И вот редакторы, профессиональнейшие люди, историки культуры осмысляли все эти материалы, давали все виды справок и комментариев, которые можно только представить: бытовые, культурные, исторические, политические, биографические, библиографические... То есть они разращивали вот эту маленькую мушку до размеров огромного, величественного слона, когда все видно на примере этого слона и когда вы, прочитав, или пролистав, или обдумав весь том, становитесь отчасти даже специалистом в этой проблеме, вы уже понимаете, куда нужно залезть для того, чтобы еще что-то узнать, с кем нужно посоветоваться и так далее. Вы как бы вырастаете над самим собой. И это выдающееся менеджерское достижение Ильи Зильберштейна, который не был только исследователем, он был "играющим тренером". Сегодня сказали бы, что он был продюсер. Мне нравится именно такое определение – "играющий продюсер".

Но с идеей выступить, наверное, нетрудно. То есть, конечно, интересную идею придумать сложно, но в результате ее реализации появляются, как вы уже упомянули, более 120 томов, и на одном энтузиазме такое не сделаешь.

– Повторюсь: тщеславие в основе всего этого лежит, это раз. Затем необычайное вырастание над самим собой в смысле культуры. У Зильберштейна было выражение: "Я строю очередной том". Или: "Не мешайте мне, я сейчас занимаюсь строительством вот этого трехтомника", – скажем, посвященного Белинскому или декабристам. У него было невероятной силы и напора желание увидеть в совершенстве то, чем он занимался.

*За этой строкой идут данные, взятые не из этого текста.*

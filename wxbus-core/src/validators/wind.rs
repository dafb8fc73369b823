//! Wind rules
//!
//! Speed saturates like any magnitude. Direction and angle are circular:
//! 370° is 10°, so they are folded back by whole turns instead.
//!
//! ```text
//! true wind direction   [0, 2π)     compass, 0 = North
//! apparent wind angle   (-π, π]     relative to the bow, sign gives the side
//! ```

use crate::{
    config::Range,
    constants::bus::{ANGLE_MAX_RAD, ANGLE_MIN_RAD, DIRECTION_MAX_RAD, DIRECTION_MIN_RAD},
    traits::{Adjustment, RangeKind, Validator, ValidatorConstraints},
};

use super::utils;

/// Wind speed validator for m/s values (true and apparent)
#[derive(Debug, Clone, Copy, PartialEq)]
pub struct WindSpeedValidator {
    range: Range,
}

impl Default for WindSpeedValidator {
    fn default() -> Self {
        Self::new(crate::config::BusLimits::default().wind_speed)
    }
}

impl WindSpeedValidator {
    /// Create validator for a m/s range
    pub const fn new(range: Range) -> Self {
        Self { range }
    }
}

impl Validator for WindSpeedValidator {
    fn constrain(&self, value: f64) -> Adjustment {
        utils::saturate(value, &self.range)
    }

    fn constraints(&self) -> ValidatorConstraints {
        ValidatorConstraints {
            min_value: self.range.min,
            max_value: self.range.max,
            kind: RangeKind::Saturating,
        }
    }
}

/// Compass direction validator, wraps into `[0, 2π)`
#[derive(Debug, Clone, Copy, Default, PartialEq)]
pub struct DirectionValidator;

impl Validator for DirectionValidator {
    fn constrain(&self, value: f64) -> Adjustment {
        utils::wrap(value)
    }

    fn constraints(&self) -> ValidatorConstraints {
        ValidatorConstraints {
            min_value: DIRECTION_MIN_RAD,
            max_value: DIRECTION_MAX_RAD,
            kind: RangeKind::Wrapping,
        }
    }
}

/// Relative angle validator, normalizes into `(-π, π]`
#[derive(Debug, Clone, Copy, Default, PartialEq)]
pub struct AngleValidator;

impl Validator for AngleValidator {
    fn constrain(&self, value: f64) -> Adjustment {
        utils::normalize(value)
    }

    fn constraints(&self) -> ValidatorConstraints {
        ValidatorConstraints {
            min_value: ANGLE_MIN_RAD,
            max_value: ANGLE_MAX_RAD,
            kind: RangeKind::Wrapping,
        }
    }
}
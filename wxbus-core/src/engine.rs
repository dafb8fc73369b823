//! Transformation Engine
//!
//! ## One Cycle
//!
//! ```text
//!  Observation ──normalize humidity──┬──────────────────────────┐
//!                                    │                          │
//!  VesselMotion ──> wind::apparent_wind ─┐                      │
//!                   comfort::*           ├─> DerivedSet ──merge─┴─> CandidateSet
//!                   psychrometrics::*  ──┘                              │
//!                                                                       v
//!                                MeasurementBatch <── DefaultingMapper <── RangeValidator
//! ```
//!
//! Derived quantities are computed from the raw observation, not from
//! clamped values, so a dew point is never skewed by the display envelope
//! of the temperature it came from. Every derived value then goes through
//! the same range rules as the observed ones.
//!
//! The engine holds nothing but its immutable configuration. It is `Send`
//! and `Sync`, and one instance can serve any number of threads by
//! reference.
//!
//! ## Example
//!
//! ```rust
//! use wxbus_core::{Engine, Observation, VesselMotion, Parameter};
//! use wxbus_core::time::to_datetime;
//!
//! let engine = Engine::default();
//! let observation = Observation::new()
//!     .with_temperature(288.15)
//!     .with_pressure(101_325.0)
//!     .with_humidity(65.0)
//!     .with_wind(5.14, 1.5708);
//!
//! let batch = engine.process(observation, VesselMotion::new(0.0, 0.0), to_datetime(0));
//!
//! assert_eq!(batch.value(Parameter::RelativeHumidity), Some(0.65));
//! assert_eq!(batch.value(Parameter::ApparentWindSpeed), Some(5.14));
//! assert_eq!(batch.value(Parameter::WindChillTemperature), Some(288.15));
//! ```

use chrono::{DateTime, Utc};

use crate::{
    batch::MeasurementBatch,
    comfort,
    config::EngineConfig,
    errors::ConfigResult,
    mapper::DefaultingMapper,
    observation::{CandidateSet, DerivedSet, Observation, VesselMotion},
    psychrometrics,
    time::{to_datetime, TimeSource},
    traits::finite,
    units::normalize_humidity,
    validators::RangeValidator,
    wind,
};

/// Weather-to-instrumentation transformation engine
#[derive(Debug, Clone, Copy, PartialEq)]
pub struct Engine {
    config: EngineConfig,
    validator: RangeValidator,
}

impl Default for Engine {
    fn default() -> Self {
        let config = EngineConfig::default();
        Self { validator: RangeValidator::new(&config.limits), config }
    }
}

impl Engine {
    /// Build an engine, refusing an inconsistent configuration
    pub fn new(config: EngineConfig) -> ConfigResult<Self> {
        config.validate()?;
        Ok(Self { validator: RangeValidator::new(&config.limits), config })
    }

    /// Configuration in use
    pub fn config(&self) -> &EngineConfig {
        &self.config
    }

    /// Run one cycle, stamping every measurement with `timestamp`
    pub fn process(
        &self,
        observation: Observation,
        motion: VesselMotion,
        timestamp: DateTime<Utc>,
    ) -> MeasurementBatch {
        let observation = normalize(observation);
        let derived = derive(&observation, &motion);

        let candidates = CandidateSet::merge(&observation, &derived);
        let valid = self.validator.apply(candidates);

        DefaultingMapper::new(&self.config.defaults).map(&valid, observation.description, timestamp)
    }

    /// Run one cycle, reading the timestamp from `clock`
    pub fn process_at<C: TimeSource>(
        &self,
        observation: Observation,
        motion: VesselMotion,
        clock: &C,
    ) -> MeasurementBatch {
        self.process(observation, motion, to_datetime(clock.now()))
    }
}

/// Bring provider-ambiguous fields into bus units
///
/// Only humidity is ambiguous: a value above 1 is taken as a percentage.
pub fn normalize(mut observation: Observation) -> Observation {
    observation.humidity = observation.humidity.map(normalize_humidity);
    observation
}

/// Compute every derived quantity from a normalized observation
///
/// Unknown inputs enter the formulas as NaN and come out through their
/// documented passthrough or fallback.
///
/// Without any directional reference the vessel velocity cannot be
/// resolved, so its speed is ignored and the apparent wind angle is taken
/// against North: a degraded cycle then publishes the true wind speed
/// paired with the true wind direction.
pub fn derive(observation: &Observation, motion: &VesselMotion) -> DerivedSet {
    let unknown = |value: Option<f64>| finite(value).unwrap_or(f64::NAN);

    let temperature = unknown(observation.temperature);
    let pressure = unknown(observation.pressure);
    let humidity = unknown(observation.humidity);
    let wind_speed = unknown(observation.wind_speed);
    let wind_direction = unknown(observation.wind_direction);

    let (vessel_speed, reference) = match motion.reference() {
        Some(reference) => (unknown(motion.usable_speed()), reference),
        None => (f64::NAN, 0.0),
    };
    let apparent = wind::apparent_wind(wind_speed, wind_direction, vessel_speed, reference);

    DerivedSet {
        apparent_wind_speed: apparent.speed,
        apparent_wind_angle: apparent.angle,
        wind_chill: comfort::wind_chill(temperature, wind_speed),
        heat_index: comfort::heat_index(temperature, humidity),
        dew_point: comfort::dew_point(temperature, humidity),
        absolute_humidity: psychrometrics::absolute_humidity(temperature, humidity),
        air_density: psychrometrics::air_density(temperature, pressure, humidity),
    }
}
//! Derived Physical Quantities of Moist Air
//!
//! ## Physics Background
//!
//! Moist air is treated as an ideal mixture of dry air and water vapour.
//! The vapour partial pressure comes from the Magnus saturation curve
//! scaled by relative humidity:
//!
//! ```text
//! es(T) = 6.112 · e^(17.27·T/(237.7 + T))     hPa, T in °C
//! e     = RH · es(T)
//! ```
//!
//! ### Absolute humidity
//!
//! Mass of water vapour per unit volume, from the ideal gas law for vapour:
//!
//! ```text
//! AH = e / (Rv · T) ≈ 0.002166 · e / T        kg/m³, e in Pa, T in K
//! ```
//!
//! At 15 °C and 65 % RH this is about 8.3 g/m³.
//!
//! ### Air density
//!
//! Sum of the partial densities of the two components:
//!
//! ```text
//! ρ = (P - e)/(Rd · T) + e/(Rv · T)           Rd = 287.0531, Rv = 461.4964
//! ```
//!
//! Humid air is lighter than dry air at the same pressure because water
//! (18 g/mol) displaces nitrogen and oxygen (~29 g/mol).
//!
//! ## Fallbacks
//!
//! Both functions are total. Unusable inputs or a non-finite result give
//! a fixed fallback: 0 for absolute humidity, the ISA sea-level density
//! 1.225 kg/m³ for air density.

use crate::constants::physics::{
    ABSOLUTE_HUMIDITY_FACTOR, ISA_SEA_LEVEL_DENSITY, MAGNUS_A, MAGNUS_B_C, MAGNUS_ES0_HPA,
    PA_PER_MBAR, R_DRY_AIR, R_WATER_VAPOR,
};
use crate::units::kelvin_to_celsius;

/// Saturation vapour pressure over water (hPa) at `temperature` (K)
pub fn saturation_vapor_pressure_hpa(temperature: f64) -> f64 {
    let t = kelvin_to_celsius(temperature);
    MAGNUS_ES0_HPA * libm::exp(MAGNUS_A * t / (MAGNUS_B_C + t))
}

/// Actual vapour pressure (Pa) at `temperature` (K) and `humidity` (ratio)
pub fn vapor_pressure_pa(temperature: f64, humidity: f64) -> f64 {
    saturation_vapor_pressure_hpa(temperature) * humidity * PA_PER_MBAR
}

/// Absolute humidity (kg/m³)
///
/// Needs `temperature > 0 K` and `humidity >= 0`; returns 0 otherwise or
/// when the result is not finite.
///
/// ```
/// use wxbus_core::psychrometrics::absolute_humidity;
///
/// let ah = absolute_humidity(288.15, 0.65);
/// assert!((ah - 0.0083).abs() < 0.0002);
/// ```
pub fn absolute_humidity(temperature: f64, humidity: f64) -> f64 {
    if !(temperature > 0.0 && humidity >= 0.0) || !humidity.is_finite() {
        return 0.0;
    }

    let ah = ABSOLUTE_HUMIDITY_FACTOR * vapor_pressure_pa(temperature, humidity) / temperature;
    if ah.is_finite() {
        ah
    } else {
        0.0
    }
}

/// Air density of moist air (kg/m³)
///
/// Needs `temperature > 0 K` and `pressure > 0 Pa`; returns 1.225 otherwise
/// or when the result is not finite and positive. Unknown humidity is
/// treated as dry air.
pub fn air_density(temperature: f64, pressure: f64, humidity: f64) -> f64 {
    if !(temperature > 0.0 && temperature.is_finite() && pressure > 0.0) {
        return ISA_SEA_LEVEL_DENSITY;
    }

    let humidity = if humidity.is_finite() && humidity >= 0.0 { humidity } else { 0.0 };
    let vapor = vapor_pressure_pa(temperature, humidity);
    let dry = pressure - vapor;

    let density = dry / (R_DRY_AIR * temperature) + vapor / (R_WATER_VAPOR * temperature);
    if density.is_finite() && density > 0.0 {
        density
    } else {
        ISA_SEA_LEVEL_DENSITY
    }
}
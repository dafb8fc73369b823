//! Static Defaults for Missing Measurements
//!
//! Values the defaulting mapper substitutes when a quantity is absent or
//! not a finite number. Each is a physically plausible "nothing is known"
//! reading, chosen so displays show a neutral value rather than a spike.

use super::physics::{ISA_SEA_LEVEL_DENSITY, KELVIN_OFFSET, SEA_LEVEL_PRESSURE_PA};

/// Default for every temperature slot (K): freezing point of water.
pub const DEFAULT_TEMPERATURE_K: f64 = KELVIN_OFFSET;

/// Default atmospheric pressure (Pa): ISA sea level.
pub const DEFAULT_PRESSURE_PA: f64 = SEA_LEVEL_PRESSURE_PA;

/// Default relative humidity ratio.
pub const DEFAULT_HUMIDITY_RATIO: f64 = 0.5;

/// Default true and apparent wind speed (m/s): calm.
pub const DEFAULT_WIND_SPEED_MS: f64 = 0.0;

/// Default true wind direction and apparent wind angle (rad).
pub const DEFAULT_WIND_ANGLE_RAD: f64 = 0.0;

/// Default absolute humidity (kg/m³): the psychrometric fallback.
pub const DEFAULT_ABSOLUTE_HUMIDITY: f64 = 0.0;

/// Default air density (kg/m³): ISA sea level.
pub const DEFAULT_AIR_DENSITY: f64 = ISA_SEA_LEVEL_DENSITY;
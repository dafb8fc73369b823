//! Time sources for measurement timestamps
//!
//! Every measurement in a batch carries the same wall-clock timestamp: the
//! moment the cycle was processed. The engine never reads a clock itself;
//! callers hand it a `DateTime<Utc>` directly or a [`TimeSource`]:
//! - System clock (std builds)
//! - Fixed time (tests, replay of recorded observations)
//! - Any RTC or GNSS-backed clock the host provides

use chrono::{DateTime, Utc};

/// Timestamp in milliseconds since the Unix epoch
pub type Timestamp = u64;

/// Source of wall-clock time
pub trait TimeSource {
    /// Get current timestamp in milliseconds
    fn now(&self) -> Timestamp;
}

/// System time source (requires std)
#[cfg(feature = "std")]
#[derive(Debug, Clone, Copy, Default)]
pub struct SystemTime;

#[cfg(feature = "std")]
impl TimeSource for SystemTime {
    fn now(&self) -> Timestamp {
        use std::time::{SystemTime as StdSystemTime, UNIX_EPOCH};

        StdSystemTime::now()
            .duration_since(UNIX_EPOCH)
            .unwrap_or_default()
            .as_millis() as Timestamp
    }
}

/// Fixed time source for testing
#[derive(Debug, Clone, Copy, PartialEq, Eq)]
pub struct FixedTime {
    timestamp: Timestamp,
}

impl FixedTime {
    /// Clock stopped at `timestamp`
    pub fn new(timestamp: Timestamp) -> Self {
        Self { timestamp }
    }

    /// Move the clock to `timestamp`
    pub fn set(&mut self, timestamp: Timestamp) {
        self.timestamp = timestamp;
    }

    /// Move the clock forward by `ms`
    pub fn advance(&mut self, ms: u64) {
        self.timestamp = self.timestamp.saturating_add(ms);
    }
}

impl TimeSource for FixedTime {
    fn now(&self) -> Timestamp {
        self.timestamp
    }
}

/// Convert a millisecond timestamp to a UTC date-time
///
/// Timestamps beyond chrono's range saturate to the Unix epoch.
pub fn to_datetime(timestamp: Timestamp) -> DateTime<Utc> {
    i64::try_from(timestamp)
        .ok()
        .and_then(DateTime::from_timestamp_millis)
        .unwrap_or(DateTime::UNIX_EPOCH)
}

/// Convert a UTC date-time back to milliseconds, clamping pre-epoch to 0
pub fn to_timestamp(datetime: &DateTime<Utc>) -> Timestamp {
    u64::try_from(datetime.timestamp_millis()).unwrap_or(0)
}

#[cfg(test)]
mod tests {
    use super::*;

    #[test]
    fn fixed_time_moves_only_when_told() {
        let mut clock = FixedTime::new(1_000);
        assert_eq!(clock.now(), 1_000);
        clock.advance(500);
        assert_eq!(clock.now(), 1_500);
        clock.set(42);
        assert_eq!(clock.now(), 42);
        clock.advance(u64::MAX);
        assert_eq!(clock.now(), u64::MAX);
    }

    #[test]
    fn datetime_round_trip() {
        let ts = 1_700_000_000_123;
        assert_eq!(to_timestamp(&to_datetime(ts)), ts);
    }

    #[test]
    fn out_of_range_saturates() {
        assert_eq!(to_datetime(u64::MAX), DateTime::UNIX_EPOCH);
    }

    #[cfg(feature = "std")]
    #[test]
    fn system_time_is_after_2020() {
        assert!(SystemTime.now() > 1_577_836_800_000);
    }
}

Трехтомник "Декабристы-литераторы"
Трехтомник "Декабристы-литераторы"

Безусловно, у Зильберштейна были великие учителя, и без них он не стал бы Зильберштейном. Я упомянул, что он приехал в Ленинград в середине 1920-х годов, и на одной из первых же лекций в Ленинградском университете он познакомился с соседом по скамейке – им был не кто иной, как сын великого историка Павла Елисеевича Щеголева. И он тут же, чуть ли не в этот же вечер попал в дом к Щеголеву, а через несколько дней Зильберштейн стал литературным секретарем Павла Елисеевича, и тот обучил его и азам, и глубинам науки архивного поиска, исследования и перерабатывания. При жизни Щеголева, а он через несколько лет скончался, Зильберштейн успел выпустить несколько книг, и одна из них – "Любовный быт пушкинской поры" (Дневники Вульфа, пушкинского приятеля). Затем это был том "Грибоедов в воспоминаниях современников". И, как я упомянул, даже "Ленин в воспоминаниях современников". Эта книга, правда, не очень понравилась цензуре, и она была быстро изъята. Вообще, с Лениным нужно было быть очень аккуратным, а Зильберштейн поначалу аккуратным не был, он слишком расплескивался, он слишком был энергичным, сильным и быстрым. Его нельзя было сфотографировать в фокусе, он все время двигался, как, знаете, хвост у таксы всегда расплывчатый.

Илья Зильберштейн в молодости
Илья Зильберштейн в молодости

Так что сочетание этих редчайших качеств, сведенных в один луч, они дали вот такую вот серию, которая не погибла в самое страшное политическое время.

Мы с вами беседуем, и у меня ощущение, что мы говорим не о Советском Союзе. Хотя мы говорим и о времени сталинских репрессий, когда контроль над выходом книг был тотальным. Как в таких условиях Зильберштейну удавалось продлевать эту серию и избегать каких-то неприятностей?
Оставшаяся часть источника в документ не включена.